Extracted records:
=== Section Start ===
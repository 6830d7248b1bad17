// Copyright 2026 Layne Penney
// SPDX-License-Identifier: AGPL-3.0-or-later

//! Per-request telemetry aggregation.
//!
//! [`Telemetry`] is created once by the owning client and shared by handle with
//! every operation that emits events. Events are grouped by [`RequestId`]; each
//! request has its own [`Aggregator`], so folds for different requests never
//! contend on the same lock.

use std::collections::HashMap;
use std::fmt;
use std::sync::{Arc, PoisonError, RwLock};

use serde::{Deserialize, Serialize};
use uuid::Uuid;

use crate::aggregator::Aggregator;
use crate::config::{DispatchMode, ResolvedConfig};
use crate::dispatch::DispatchSink;
use crate::error::DispatchError;
use crate::event::{CacheEvent, Event, EventId, EventIdGenerator, HttpEvent};
use crate::redact::KnownHosts;

/// Aggregation key grouping the events of one logical request.
#[derive(Clone, Copy, PartialEq, Eq, Hash, Serialize, Deserialize)]
#[serde(transparent)]
pub struct RequestId(Uuid);

impl RequestId {
    /// Generate a new random request ID.
    pub fn new() -> Self {
        Self(Uuid::new_v4())
    }

    pub fn from_uuid(uuid: Uuid) -> Self {
        Self(uuid)
    }

    pub fn as_uuid(&self) -> Uuid {
        self.0
    }

    /// Get a short representation (first 8 characters).
    pub fn short(&self) -> String {
        self.0.to_string()[..8].to_string()
    }
}

impl Default for RequestId {
    fn default() -> Self {
        Self::new()
    }
}

impl fmt::Display for RequestId {
    fn fmt(&self, f: &mut fmt::Formatter<'_>) -> fmt::Result {
        write!(f, "{}", self.0)
    }
}

impl fmt::Debug for RequestId {
    fn fmt(&self, f: &mut fmt::Formatter<'_>) -> fmt::Result {
        write!(f, "RequestId({})", self.short())
    }
}

impl From<Uuid> for RequestId {
    fn from(uuid: Uuid) -> Self {
        Self(uuid)
    }
}

/// Entry point for recording and flushing telemetry.
pub struct Telemetry {
    sink: Arc<dyn DispatchSink>,
    mode: DispatchMode,
    known_hosts: KnownHosts,
    ids: EventIdGenerator,
    pending: RwLock<HashMap<RequestId, Aggregator>>,
}

impl Telemetry {
    pub fn new(sink: Arc<dyn DispatchSink>, mode: DispatchMode) -> Self {
        Self {
            sink,
            mode,
            known_hosts: KnownHosts::default(),
            ids: EventIdGenerator::new(),
            pending: RwLock::new(HashMap::new()),
        }
    }

    /// Build from resolved configuration.
    pub fn from_config(config: &ResolvedConfig, sink: Arc<dyn DispatchSink>) -> Self {
        Self::new(sink, config.dispatch_mode).with_known_hosts(config.known_hosts.clone())
    }

    pub fn with_known_hosts(mut self, known_hosts: KnownHosts) -> Self {
        self.known_hosts = known_hosts;
        self
    }

    /// Allowlist to pass to [`HttpEvent::set_http_path`].
    pub fn known_hosts(&self) -> &KnownHosts {
        &self.known_hosts
    }

    pub fn mode(&self) -> DispatchMode {
        self.mode
    }

    pub fn next_event_id(&self) -> EventId {
        self.ids.next_id()
    }

    pub fn http_event(&self, event_name: &str) -> HttpEvent {
        HttpEvent::new(self.next_event_id(), event_name)
    }

    pub fn cache_event(&self, event_name: &str) -> CacheEvent {
        CacheEvent::new(self.next_event_id(), event_name)
    }

    /// Hand a finished event to telemetry.
    ///
    /// In aggregated mode the event is folded into its request's record. In
    /// per-event mode it is sent to the sink straight away.
    pub fn record(&self, request_id: RequestId, event: impl Into<Event>) -> Result<(), DispatchError> {
        let event = event.into();
        match self.mode {
            DispatchMode::Aggregated => {
                self.fold_pending(request_id, event);
                Ok(())
            }
            DispatchMode::PerEvent => self.sink.dispatch(&event.to_dispatch_map()),
        }
    }

    /// Send the request's aggregated record to the sink and forget the request.
    ///
    /// Returns `Ok(false)` when nothing was pending for `request_id`.
    pub fn flush(&self, request_id: RequestId) -> Result<bool, DispatchError> {
        let aggregator = self
            .pending
            .write()
            .unwrap_or_else(PoisonError::into_inner)
            .remove(&request_id);

        let Some(aggregator) = aggregator else {
            return Ok(false);
        };

        let folds = aggregator.fold_count();
        let record = aggregator.take();
        if record.is_empty() {
            return Ok(false);
        }

        tracing::info!(
            request_id = %request_id.short(),
            folds,
            fields = record.len(),
            "Flushing telemetry record"
        );
        self.sink.dispatch(&record)?;
        Ok(true)
    }

    /// Requests with events waiting to be flushed.
    pub fn pending_requests(&self) -> Vec<RequestId> {
        self.pending
            .read()
            .unwrap_or_else(PoisonError::into_inner)
            .keys()
            .copied()
            .collect()
    }

    // Folds run under the registry lock so `flush`, which needs the write lock,
    // cannot take a record while a fold into it is still in flight.
    fn fold_pending(&self, request_id: RequestId, event: Event) {
        {
            let pending = self.pending.read().unwrap_or_else(PoisonError::into_inner);
            if let Some(aggregator) = pending.get(&request_id) {
                aggregator.fold(event);
                return;
            }
        }

        self.pending
            .write()
            .unwrap_or_else(PoisonError::into_inner)
            .entry(request_id)
            .or_default()
            .fold(event);
    }
}

impl fmt::Debug for Telemetry {
    fn fmt(&self, f: &mut fmt::Formatter<'_>) -> fmt::Result {
        f.debug_struct("Telemetry")
            .field("mode", &self.mode)
            .field("known_hosts", &self.known_hosts.len())
            .field("pending", &self.pending_requests().len())
            .finish()
    }
}
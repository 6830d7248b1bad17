// Copyright 2026 Layne Penney
// SPDX-License-Identifier: AGPL-3.0-or-later

//! Log output initialization.

use std::io;
use tracing::Level;
use tracing_subscriber::{
    fmt::{self, format::FmtSpan},
    layer::SubscriberExt,
    util::SubscriberInitExt,
    EnvFilter,
};

use crate::config::ResolvedConfig;

/// Configuration for log initialization.
#[derive(Debug, Clone)]
pub struct LogConfig {
    /// Default log level if RUST_LOG is not set.
    pub default_level: Level,

    /// Whether to include span events (enter/exit).
    pub include_span_events: bool,

    /// Whether to include file/line information.
    pub include_file_line: bool,

    /// Whether to include target module path.
    pub include_target: bool,

    /// Whether to use ANSI colors in output.
    pub ansi_colors: bool,

    /// Custom filter directive (overrides default_level).
    pub filter_directive: Option<String>,
}

impl Default for LogConfig {
    fn default() -> Self {
        Self {
            default_level: Level::WARN,
            include_span_events: false,
            include_file_line: false,
            include_target: true,
            ansi_colors: true,
            filter_directive: None,
        }
    }
}

impl LogConfig {
    /// Create a config suitable for development with verbose output.
    pub fn development() -> Self {
        Self {
            default_level: Level::DEBUG,
            include_span_events: true,
            include_file_line: true,
            include_target: true,
            ansi_colors: true,
            filter_directive: None,
        }
    }

    /// Create a config for tests: everything from this crate, no colors.
    pub fn testing() -> Self {
        Self {
            default_level: Level::TRACE,
            include_span_events: true,
            include_file_line: true,
            include_target: true,
            ansi_colors: false,
            filter_directive: Some("authtel=trace".to_string()),
        }
    }

    /// Derive log settings from resolved configuration.
    pub fn from_resolved(config: &ResolvedConfig) -> Self {
        Self::default()
            .with_filter(config.log_level.clone())
            .with_ansi(config.log_ansi)
    }

    /// Set the default log level.
    pub fn with_level(mut self, level: Level) -> Self {
        self.default_level = level;
        self
    }

    /// Set a custom filter directive.
    pub fn with_filter(mut self, filter: impl Into<String>) -> Self {
        self.filter_directive = Some(filter.into());
        self
    }

    /// Enable or disable ANSI colors.
    pub fn with_ansi(mut self, ansi: bool) -> Self {
        self.ansi_colors = ansi;
        self
    }

    fn env_filter(&self) -> EnvFilter {
        // RUST_LOG takes precedence over the configured directive.
        if let Ok(filter) = EnvFilter::try_from_default_env() {
            return filter;
        }
        self.filter_directive
            .as_deref()
            .and_then(|directive| EnvFilter::try_new(directive).ok())
            .unwrap_or_else(|| EnvFilter::new(self.default_level.to_string()))
    }
}

/// Guard returned by [`init_logging`].
///
/// Keep this guard alive for the duration of your program.
pub struct LogGuard {
    _private: (),
}

/// Install the global `tracing` subscriber.
///
/// This should be called once at program startup; a second call fails.
pub fn init_logging(config: &LogConfig) -> io::Result<LogGuard> {
    let span_events = if config.include_span_events {
        FmtSpan::ENTER | FmtSpan::CLOSE
    } else {
        FmtSpan::NONE
    };

    let fmt_layer = fmt::layer()
        .with_writer(io::stderr)
        .with_ansi(config.ansi_colors)
        .with_target(config.include_target)
        .with_file(config.include_file_line)
        .with_line_number(config.include_file_line)
        .with_span_events(span_events)
        .compact();

    tracing_subscriber::registry()
        .with(config.env_filter())
        .with(fmt_layer)
        .try_init()
        .map_err(|e| io::Error::new(io::ErrorKind::Other, e.to_string()))?;

    Ok(LogGuard { _private: () })
}

#[cfg(test)]
mod tests {
    use super::*;

    #[test]
    fn test_log_config_default() {
        let config = LogConfig::default();
        assert_eq!(config.default_level, Level::WARN);
        assert!(config.ansi_colors);
        assert!(config.filter_directive.is_none());
    }

    #[test]
    fn test_log_config_development() {
        let config = LogConfig::development();
        assert_eq!(config.default_level, Level::DEBUG);
        assert!(config.include_span_events);
    }

    #[test]
    fn test_log_config_testing() {
        let config = LogConfig::testing();
        assert_eq!(config.default_level, Level::TRACE);
        assert!(!config.ansi_colors);
        assert_eq!(config.filter_directive.as_deref(), Some("authtel=trace"));
        assert!(EnvFilter::try_new("authtel=trace").is_ok());
    }

    #[test]
    fn test_log_config_builder() {
        let config = LogConfig::default()
            .with_level(Level::DEBUG)
            .with_filter("authtel=trace")
            .with_ansi(false);

        assert_eq!(config.default_level, Level::DEBUG);
        assert_eq!(config.filter_directive, Some("authtel=trace".to_string()));
        assert!(!config.ansi_colors);
    }

    #[test]
    fn test_log_config_from_resolved() {
        let resolved = ResolvedConfig {
            log_level: "authtel=debug".to_string(),
            log_ansi: false,
            ..ResolvedConfig::default()
        };
        let config = LogConfig::from_resolved(&resolved);
        assert_eq!(config.filter_directive.as_deref(), Some("authtel=debug"));
        assert!(!config.ansi_colors);
    }
}
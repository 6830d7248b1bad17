// Copyright 2026 Layne Penney
// SPDX-License-Identifier: AGPL-3.0-or-later

//! URL redaction for telemetry.
//!
//! Request paths are recorded only for recognized authorities, and never with the
//! tenant segment (the first path component).

use std::collections::HashSet;

use serde::{Serialize, Serializer};
use url::Url;

/// Authorities recognized out of the box.
pub const DEFAULT_KNOWN_HOSTS: &[&str] = &[
    "login.windows.net",
    "login.microsoftonline.com",
    "login.chinacloudapi.cn",
    "login.microsoftonline.de",
    "login-us.microsoftonline.com",
    "login.microsoftonline.us",
];

/// Membership predicate over URL authorities.
#[cfg_attr(test, mockall::automock)]
pub trait HostAllowlist {
    /// Whether `authority` (host, plus `:port` when explicit) is recognized.
    fn is_known_host(&self, authority: &str) -> bool;
}

impl<F> HostAllowlist for F
where
    F: Fn(&str) -> bool,
{
    fn is_known_host(&self, authority: &str) -> bool {
        self(authority)
    }
}

/// Case-insensitive set of recognized authorities.
#[derive(Debug, Clone, PartialEq, Eq)]
pub struct KnownHosts {
    hosts: HashSet<String>,
}

impl KnownHosts {
    /// An empty allowlist; nothing is recognized.
    pub fn empty() -> Self {
        Self {
            hosts: HashSet::new(),
        }
    }

    /// Build an allowlist from the given authorities.
    pub fn from_hosts<I, S>(hosts: I) -> Self
    where
        I: IntoIterator<Item = S>,
        S: AsRef<str>,
    {
        let mut known = Self::empty();
        known.extend(hosts);
        known
    }

    /// Add authorities to the allowlist.
    pub fn extend<I, S>(&mut self, hosts: I)
    where
        I: IntoIterator<Item = S>,
        S: AsRef<str>,
    {
        self.hosts.extend(
            hosts
                .into_iter()
                .map(|h| h.as_ref().trim().to_ascii_lowercase())
                .filter(|h| !h.is_empty()),
        );
    }

    pub fn contains(&self, authority: &str) -> bool {
        self.hosts.contains(&authority.to_ascii_lowercase())
    }

    pub fn len(&self) -> usize {
        self.hosts.len()
    }

    pub fn is_empty(&self) -> bool {
        self.hosts.is_empty()
    }

    /// Authorities in sorted order.
    pub fn to_sorted_vec(&self) -> Vec<String> {
        let mut hosts: Vec<String> = self.hosts.iter().cloned().collect();
        hosts.sort();
        hosts
    }
}

impl Default for KnownHosts {
    fn default() -> Self {
        Self::from_hosts(DEFAULT_KNOWN_HOSTS)
    }
}

impl Serialize for KnownHosts {
    fn serialize<S>(&self, serializer: S) -> Result<S::Ok, S::Error>
    where
        S: Serializer,
    {
        self.to_sorted_vec().serialize(serializer)
    }
}

impl HostAllowlist for KnownHosts {
    fn is_known_host(&self, authority: &str) -> bool {
        self.contains(authority)
    }
}

/// Authority of `url`: the host, with `:port` appended when the port is explicit.
pub fn authority(url: &Url) -> String {
    let host = url.host_str().unwrap_or_default();
    match url.port() {
        Some(port) => format!("{}:{}", host, port),
        None => host.to_string(),
    }
}

/// Build the loggable form of `url`, or `None` if its authority is not recognized.
///
/// The result is `scheme://authority/` followed by every path segment after the
/// tenant, each terminated by `/`.
pub fn sanitize_path(url: &Url, hosts: &dyn HostAllowlist) -> Option<String> {
    let authority = authority(url);
    if !hosts.is_known_host(&authority) {
        return None;
    }

    let mut segments: Vec<&str> = url.path().split('/').collect();
    while segments.last().is_some_and(|s| s.is_empty()) {
        segments.pop();
    }

    let mut path = format!("{}://{}/", url.scheme(), authority);
    // Index 0 is the empty segment before the leading slash, index 1 the tenant.
    for segment in segments.iter().skip(2) {
        path.push_str(segment);
        path.push('/');
    }
    Some(path)
}
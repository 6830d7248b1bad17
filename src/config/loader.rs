// Copyright 2026 Layne Penney
// SPDX-License-Identifier: AGPL-3.0-or-later

//! Configuration loading from files.
//!
//! Handles loading configuration from JSON and YAML files in various locations.

use std::path::{Path, PathBuf};

use crate::error::ConfigError;

use super::types::TelemetryFileConfig;

/// Config file names to search for (in order).
pub const CONFIG_FILES: &[&str] = &[".authtel.json", ".authtel.yaml", ".authtel/config.json"];

/// Global config directory name.
pub const GLOBAL_CONFIG_DIR: &str = ".authtel";

/// Global config file name.
pub const GLOBAL_CONFIG_FILE: &str = "config.json";

/// Get the global config file path.
pub fn get_global_config_path() -> Option<PathBuf> {
    dirs::home_dir().map(|home| home.join(GLOBAL_CONFIG_DIR).join(GLOBAL_CONFIG_FILE))
}

/// Load global configuration from ~/.authtel/config.json.
pub fn load_global_config() -> Result<Option<TelemetryFileConfig>, ConfigError> {
    let path = match get_global_config_path() {
        Some(p) => p,
        None => return Ok(None),
    };

    if !path.exists() {
        return Ok(None);
    }

    load_config_file(&path).map(Some)
}

/// Load workspace configuration from the workspace root.
///
/// Searches for config files in the following order:
/// 1. .authtel.json
/// 2. .authtel.yaml
/// 3. .authtel/config.json
pub fn load_workspace_config(workspace_root: &Path) -> Result<Option<TelemetryFileConfig>, ConfigError> {
    for filename in CONFIG_FILES {
        let path = workspace_root.join(filename);
        if path.exists() {
            tracing::debug!(path = %path.display(), "Loading workspace config");
            return load_config_file(&path).map(Some);
        }
    }
    Ok(None)
}

/// Load a configuration file (JSON or YAML).
pub fn load_config_file(path: &Path) -> Result<TelemetryFileConfig, ConfigError> {
    let content = std::fs::read_to_string(path)?;

    let extension = path
        .extension()
        .and_then(|e| e.to_str())
        .unwrap_or("");

    match extension.to_lowercase().as_str() {
        "yaml" | "yml" => serde_yaml::from_str(&content).map_err(ConfigError::from),
        "json" => serde_json::from_str(&content).map_err(ConfigError::from),
        other => Err(ConfigError::InvalidFormat(format!(
            "{}: unsupported extension {:?}",
            path.display(),
            other
        ))),
    }
}

/// Save workspace configuration to a file.
pub fn save_workspace_config(
    workspace_root: &Path,
    config: &TelemetryFileConfig,
    filename: Option<&str>,
) -> Result<PathBuf, ConfigError> {
    let filename = filename.unwrap_or(".authtel.json");
    let path = workspace_root.join(filename);

    let content = serde_json::to_string_pretty(config)?;
    std::fs::write(&path, content)?;

    Ok(path)
}

/// Initialize a new config file with default or provided configuration.
pub fn init_config(
    workspace_root: &Path,
    config: Option<TelemetryFileConfig>,
) -> Result<PathBuf, ConfigError> {
    let config = config.unwrap_or_else(example_config);
    save_workspace_config(workspace_root, &config, None)
}

/// Starter configuration written by `authtel init`.
pub fn example_config() -> TelemetryFileConfig {
    TelemetryFileConfig {
        extra_known_hosts: Some(Vec::new()),
        dispatch_mode: Some(super::types::DispatchMode::Aggregated),
        log_level: Some("warn".to_string()),
        ..TelemetryFileConfig::default()
    }
}

#[cfg(test)]
mod tests {
    use super::*;
    use crate::config::DispatchMode;
    use tempfile::TempDir;

    #[test]
    fn test_load_json_config() {
        let temp = TempDir::new().unwrap();
        let path = temp.path().join(".authtel.json");
        std::fs::write(&path, r#"{"knownHosts": ["login.example.com"]}"#).unwrap();

        let config = load_config_file(&path).unwrap();
        assert_eq!(config.known_hosts, Some(vec!["login.example.com".to_string()]));
    }

    #[test]
    fn test_load_unsupported_extension() {
        let temp = TempDir::new().unwrap();
        let path = temp.path().join("authtel.toml");
        std::fs::write(&path, "dispatch_mode = \"perEvent\"").unwrap();

        let err = load_config_file(&path).unwrap_err();
        assert!(matches!(err, ConfigError::InvalidFormat(_)));
        assert!(err.to_string().contains("toml"));
    }

    #[test]
    fn test_load_yaml_config() {
        let temp = TempDir::new().unwrap();
        let path = temp.path().join(".authtel.yaml");
        std::fs::write(
            &path,
            "extraKnownHosts:\n  - sts.example.com\ndispatchMode: perEvent\n",
        )
        .unwrap();

        let config = load_config_file(&path).unwrap();
        assert_eq!(config.extra_known_hosts, Some(vec!["sts.example.com".to_string()]));
        assert_eq!(config.dispatch_mode, Some(DispatchMode::PerEvent));
    }

    #[test]
    fn test_workspace_config_search_order() {
        let temp = TempDir::new().unwrap();
        std::fs::create_dir(temp.path().join(".authtel")).unwrap();
        std::fs::write(
            temp.path().join(".authtel/config.json"),
            r#"{"logLevel": "debug"}"#,
        )
        .unwrap();
        std::fs::write(temp.path().join(".authtel.json"), r#"{"logLevel": "info"}"#).unwrap();

        let config = load_workspace_config(temp.path()).unwrap().unwrap();
        assert_eq!(config.log_level.as_deref(), Some("info"));
    }

    #[test]
    fn test_missing_workspace_config() {
        let temp = TempDir::new().unwrap();
        assert!(load_workspace_config(temp.path()).unwrap().is_none());
    }

    #[test]
    fn test_invalid_json() {
        let temp = TempDir::new().unwrap();
        let path = temp.path().join(".authtel.json");
        std::fs::write(&path, "{not json").unwrap();
        assert!(matches!(load_config_file(&path), Err(ConfigError::JsonError(_))));
    }

    #[test]
    fn test_init_and_reload() {
        let temp = TempDir::new().unwrap();
        let path = init_config(temp.path(), None).unwrap();
        assert!(path.ends_with(".authtel.json"));

        let config = load_config_file(&path).unwrap();
        assert_eq!(config, example_config());
    }
}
=== Section End ===
WHAT IS REQUIRED
Could you return all lines from the records that include the word "nothing"?

REPLY
    /// Returns `Ok(false)` when nothing was pending for `request_id`.
    /// An empty allowlist; nothing is recognized.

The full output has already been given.